SOURCE RECORDS Block Start
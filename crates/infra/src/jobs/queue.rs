//! Job queue facade over a [`JobStore`].

use std::sync::Arc;

use chrono::{DateTime, Utc};
use tracing::{debug, info};

use jobgate_auth::{JobOwnership, OwnershipLookupError};
use jobgate_core::{JobId, UserId};

use super::store::{InMemoryJobStore, JobStats, JobStore, JobStoreError};
use super::types::{Job, JobRequest, Schedule, Transition};

/// Enqueue, track and look up jobs.
///
/// Cloning is cheap; all clones share one store.
#[derive(Clone)]
pub struct JobQueue {
    store: Arc<dyn JobStore>,
}

impl std::fmt::Debug for JobQueue {
    fn fmt(&self, f: &mut std::fmt::Formatter<'_>) -> std::fmt::Result {
        f.debug_struct("JobQueue").finish_non_exhaustive()
    }
}

impl JobQueue {
    pub fn new(store: Arc<dyn JobStore>) -> Self {
        Self { store }
    }

    pub fn in_memory() -> Self {
        Self::new(InMemoryJobStore::arc())
    }

    pub fn store(&self) -> &Arc<dyn JobStore> {
        &self.store
    }

    /// Create a `Pending` job, visible to workers immediately.
    pub fn enqueue(&self, owner_id: UserId, request: JobRequest) -> Result<JobId, JobStoreError> {
        let job = Job::new(owner_id, request);
        let kind = job.kind.clone();
        let job_id = self.store.insert(job)?;
        debug!(job_id = %job_id, user_id = %owner_id, %kind, "job enqueued");
        Ok(job_id)
    }

    /// Register a recurring job. The first run is pending immediately.
    pub fn enqueue_recurring(
        &self,
        owner_id: UserId,
        request: JobRequest,
        schedule: Schedule,
    ) -> Result<JobId, JobStoreError> {
        schedule.validate().map_err(JobStoreError::InvalidSchedule)?;
        let job = Job::recurring(owner_id, request, schedule, Utc::now());
        let job_id = self.store.insert(job)?;
        info!(job_id = %job_id, user_id = %owner_id, ?schedule, "recurring job registered");
        Ok(job_id)
    }

    /// Create a job that workers cannot see until [`JobQueue::commit`].
    pub fn stage(&self, owner_id: UserId, request: JobRequest) -> Result<JobId, JobStoreError> {
        self.store.insert(Job::new(owner_id, request).held())
    }

    /// Staged variant of [`JobQueue::enqueue_recurring`].
    pub fn stage_recurring(
        &self,
        owner_id: UserId,
        request: JobRequest,
        schedule: Schedule,
    ) -> Result<JobId, JobStoreError> {
        schedule.validate().map_err(JobStoreError::InvalidSchedule)?;
        self.store
            .insert(Job::recurring(owner_id, request, schedule, Utc::now()).held())
    }

    pub fn commit(&self, job_id: JobId) -> Result<(), JobStoreError> {
        self.store.release(job_id)?;
        debug!(job_id = %job_id, "staged job committed");
        Ok(())
    }

    pub fn abort(&self, job_id: JobId) -> Result<(), JobStoreError> {
        self.store.discard(job_id)?;
        debug!(job_id = %job_id, "staged job aborted");
        Ok(())
    }

    /// Current snapshot of a job, whatever its status. Never blocks on execution.
    ///
    /// Staged jobs are reported as not found.
    pub fn get_result(&self, job_id: JobId) -> Result<Job, JobStoreError> {
        match self.store.get(job_id)? {
            Some(job) if !job.held => Ok(job),
            _ => Err(JobStoreError::NotFound(job_id)),
        }
    }

    /// Apply a transition to the job's current run.
    pub fn transition(&self, job_id: JobId, transition: Transition) -> Result<Job, JobStoreError> {
        let job = self.get_result(job_id)?;
        self.transition_run(job_id, job.run, transition)
    }

    /// Apply a transition to run `run`; fails with `StaleRun` if the job has moved on.
    pub fn transition_run(
        &self,
        job_id: JobId,
        run: u32,
        transition: Transition,
    ) -> Result<Job, JobStoreError> {
        let job = self.store.transition(job_id, run, transition, Utc::now())?;
        debug!(job_id = %job_id, run, status = ?job.status, "job transitioned");
        Ok(job)
    }

    /// Claim the next ready job for execution.
    pub fn claim_next(&self) -> Result<Option<Job>, JobStoreError> {
        self.store.claim_next(Utc::now())
    }

    /// Re-arm due recurring jobs. Returns how many got a new run.
    pub fn tick(&self, now: DateTime<Utc>) -> Result<usize, JobStoreError> {
        let rearmed = self.store.rearm_due(now)?;
        for job_id in &rearmed {
            debug!(job_id = %job_id, "recurring job re-armed");
        }
        Ok(rearmed.len())
    }

    pub fn cancel(&self, job_id: JobId) -> Result<Job, JobStoreError> {
        // Staged jobs are not cancellable from outside.
        self.get_result(job_id)?;
        let job = self.store.cancel(job_id, Utc::now())?;
        info!(job_id = %job_id, run = job.run, "job cancelled");
        Ok(job)
    }

    pub fn list_for_owner(&self, owner_id: UserId, limit: usize) -> Result<Vec<Job>, JobStoreError> {
        self.store.list_by_owner(owner_id, limit)
    }

    pub fn stats(&self) -> Result<JobStats, JobStoreError> {
        self.store.stats()
    }
}

impl JobOwnership for JobQueue {
    fn owner_of(&self, job_id: JobId) -> Result<Option<UserId>, OwnershipLookupError> {
        match self.store.get(job_id) {
            Ok(Some(job)) if !job.held => Ok(Some(job.owner_id)),
            Ok(_) => Ok(None),
            Err(e) => Err(OwnershipLookupError::Storage(e.to_string())),
        }
    }
}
SOURCE RECORDS Block End
(WHAT IS NEEDED): Word for word, quote all of the data above.

(SOLUTION TO THIS TASK):
filename crates/infra/src/jobs/queue.rs
//! Job queue facade over a [`JobStore`].

use std::sync::Arc;

use chrono::{DateTime, Utc};
use tracing::{debug, info};

use jobgate_auth::{JobOwnership, OwnershipLookupError};
use jobgate_core::{JobId, UserId};

use super::store::{InMemoryJobStore, JobStats, JobStore, JobStoreError};
use super::types::{Job, JobRequest, Schedule, Transition};

/// Enqueue, track and look up jobs.
///
/// Cloning is cheap; all clones share one store.
#[derive(Clone)]
pub struct JobQueue {
    store: Arc<dyn JobStore>,
}

impl std::fmt::Debug for JobQueue {
    fn fmt(&self, f: &mut std::fmt::Formatter<'_>) -> std::fmt::Result {
        f.debug_struct("JobQueue").finish_non_exhaustive()
    }
}

impl JobQueue {
    pub fn new(store: Arc<dyn JobStore>) -> Self {
        Self { store }
    }

    pub fn in_memory() -> Self {
        Self::new(InMemoryJobStore::arc())
    }

    pub fn store(&self) -> &Arc<dyn JobStore> {
        &self.store
    }

    /// Create a `Pending` job, visible to workers immediately.
    pub fn enqueue(&self, owner_id: UserId, request: JobRequest) -> Result<JobId, JobStoreError> {
        let job = Job::new(owner_id, request);
        let kind = job.kind.clone();
        let job_id = self.store.insert(job)?;
        debug!(job_id = %job_id, user_id = %owner_id, %kind, "job enqueued");
        Ok(job_id)
    }

    /// Register a recurring job. The first run is pending immediately.
    pub fn enqueue_recurring(
        &self,
        owner_id: UserId,
        request: JobRequest,
        schedule: Schedule,
    ) -> Result<JobId, JobStoreError> {
        schedule.validate().map_err(JobStoreError::InvalidSchedule)?;
        let job = Job::recurring(owner_id, request, schedule, Utc::now());
        let job_id = self.store.insert(job)?;
        info!(job_id = %job_id, user_id = %owner_id, ?schedule, "recurring job registered");
        Ok(job_id)
    }

    /// Create a job that workers cannot see until [`JobQueue::commit`].
    pub fn stage(&self, owner_id: UserId, request: JobRequest) -> Result<JobId, JobStoreError> {
        self.store.insert(Job::new(owner_id, request).held())
    }

    /// Staged variant of [`JobQueue::enqueue_recurring`].
    pub fn stage_recurring(
        &self,
        owner_id: UserId,
        request: JobRequest,
        schedule: Schedule,
    ) -> Result<JobId, JobStoreError> {
        schedule.validate().map_err(JobStoreError::InvalidSchedule)?;
        self.store
            .insert(Job::recurring(owner_id, request, schedule, Utc::now()).held())
    }

    pub fn commit(&self, job_id: JobId) -> Result<(), JobStoreError> {
        self.store.release(job_id)?;
        debug!(job_id = %job_id, "staged job committed");
        Ok(())
    }

    pub fn abort(&self, job_id: JobId) -> Result<(), JobStoreError> {
        self.store.discard(job_id)?;
        debug!(job_id = %job_id, "staged job aborted");
        Ok(())
    }

    /// Current snapshot of a job, whatever its status. Never blocks on execution.
    ///
    /// Staged jobs are reported as not found.
    pub fn get_result(&self, job_id: JobId) -> Result<Job, JobStoreError> {
        match self.store.get(job_id)? {
            Some(job) if !job.held => Ok(job),
            _ => Err(JobStoreError::NotFound(job_id)),
        }
    }

    /// Apply a transition to the job's current run.
    pub fn transition(&self, job_id: JobId, transition: Transition) -> Result<Job, JobStoreError> {
        let job = self.get_result(job_id)?;
        self.transition_run(job_id, job.run, transition)
    }

    /// Apply a transition to run `run`; fails with `StaleRun` if the job has moved on.
    pub fn transition_run(
        &self,
        job_id: JobId,
        run: u32,
        transition: Transition,
    ) -> Result<Job, JobStoreError> {
        let job = self.store.transition(job_id, run, transition, Utc::now())?;
        debug!(job_id = %job_id, run, status = ?job.status, "job transitioned");
        Ok(job)
    }

    /// Claim the next ready job for execution.
    pub fn claim_next(&self) -> Result<Option<Job>, JobStoreError> {
        self.store.claim_next(Utc::now())
    }

    /// Re-arm due recurring jobs. Returns how many got a new run.
    pub fn tick(&self, now: DateTime<Utc>) -> Result<usize, JobStoreError> {
        let rearmed = self.store.rearm_due(now)?;
        for job_id in &rearmed {
            debug!(job_id = %job_id, "recurring job re-armed");
        }
        Ok(rearmed.len())
    }

    pub fn cancel(&self, job_id: JobId) -> Result<Job, JobStoreError> {
        // Staged jobs are not cancellable from outside.
        self.get_result(job_id)?;
        let job = self.store.cancel(job_id, Utc::now())?;
        info!(job_id = %job_id, run = job.run, "job cancelled");
        Ok(job)
    }

    pub fn list_for_owner(&self, owner_id: UserId, limit: usize) -> Result<Vec<Job>, JobStoreError> {
        self.store.list_by_owner(owner_id, limit)
    }

    pub fn stats(&self) -> Result<JobStats, JobStoreError> {
        self.store.stats()
    }
}

impl JobOwnership for JobQueue {
    fn owner_of(&self, job_id: JobId) -> Result<Option<UserId>, OwnershipLookupError> {
        match self.store.get(job_id) {
            Ok(Some(job)) if !job.held => Ok(Some(job.owner_id)),
            Ok(_) => Ok(None),
            Err(e) => Err(OwnershipLookupError::Storage(e.to_string())),
        }
    }
}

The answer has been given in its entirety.